= American Cup (gymnastics) =

Gymnastics competition held in the United States

The American Cup is an elite senior level international gymnastics competition that is held in the United States. It was an individual competition from 1976 to 2020 and resumed in 2026 in a mixed team format. It is usually held in February or March of each year.

==History==
In 2011, it became part of the International Federation of Gymnastics (FIG) Artistic Gymnastics World Cup series. With the exception of 2005 (when the competition was also part of the FIG World Cup series), it has been exclusively an all-around competition. Past champions include Olympic all-around champions Nadia Comăneci, Mary Lou Retton, Vitaly Scherbo, Paul Hamm, Carly Patterson, Nastia Liukin, Gabby Douglas, and Simone Biles.

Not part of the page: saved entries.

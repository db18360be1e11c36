//! Order domain types.

use chrono::{DateTime, Utc};
use rust_decimal::Decimal;
use serde::Serialize;

use cyna_core::{CurrencyCode, OrderId, OrderStatus, ProductId, TransactionId, TransactionStatus, UserId};

/// A placed order.
#[derive(Debug, Clone, Serialize)]
pub struct Order {
    /// Unique order ID.
    pub id: OrderId,
    /// User who placed the order.
    pub user_id: UserId,
    /// Lifecycle status.
    pub status: OrderStatus,
    /// Order currency.
    pub currency: CurrencyCode,
    /// Order total.
    pub total: Decimal,
    /// Billing address snapshot (one line, as entered at checkout).
    pub billing_address: String,
    /// Shipping address snapshot.
    pub shipping_address: String,
    /// Line items. Empty unless loaded with the order.
    #[serde(skip_serializing_if = "Vec::is_empty")]
    pub items: Vec<OrderedProduct>,
    /// When the order was placed.
    pub created_at: DateTime<Utc>,
    /// When the order was last updated.
    pub updated_at: DateTime<Utc>,
}

/// A line item on an order.
///
/// Product name and price are snapshots taken at checkout so later catalog
/// edits never rewrite order history.
#[derive(Debug, Clone, Serialize)]
pub struct OrderedProduct {
    /// Order the line belongs to.
    pub order_id: OrderId,
    /// Product that was ordered.
    pub product_id: ProductId,
    /// Product name at checkout time.
    pub product_name: String,
    /// Unit price at checkout time.
    pub unit_price: Decimal,
    /// Units ordered.
    pub quantity: i32,
}

/// A payment transaction against an order.
#[derive(Debug, Clone, Serialize)]
pub struct Transaction {
    /// Unique transaction ID.
    pub id: TransactionId,
    /// Order being paid.
    pub order_id: OrderId,
    /// Payment intent ID at the provider, if one was created.
    pub provider_intent_id: Option<String>,
    /// Charged amount.
    pub amount: Decimal,
    /// Charge currency.
    pub currency: CurrencyCode,
    /// Outcome at the provider.
    pub status: TransactionStatus,
    /// When the transaction was recorded.
    pub created_at: DateTime<Utc>,
    /// When the transaction was last updated.
    pub updated_at: DateTime<Utc>,
}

The most recent individually contested American Cup took place on March 7, 2020, in Milwaukee. After a six year hiatus, the American Cup returned in 2026 as a mixed team event with teams from eight countries. The inaugural mixed team format was won by China.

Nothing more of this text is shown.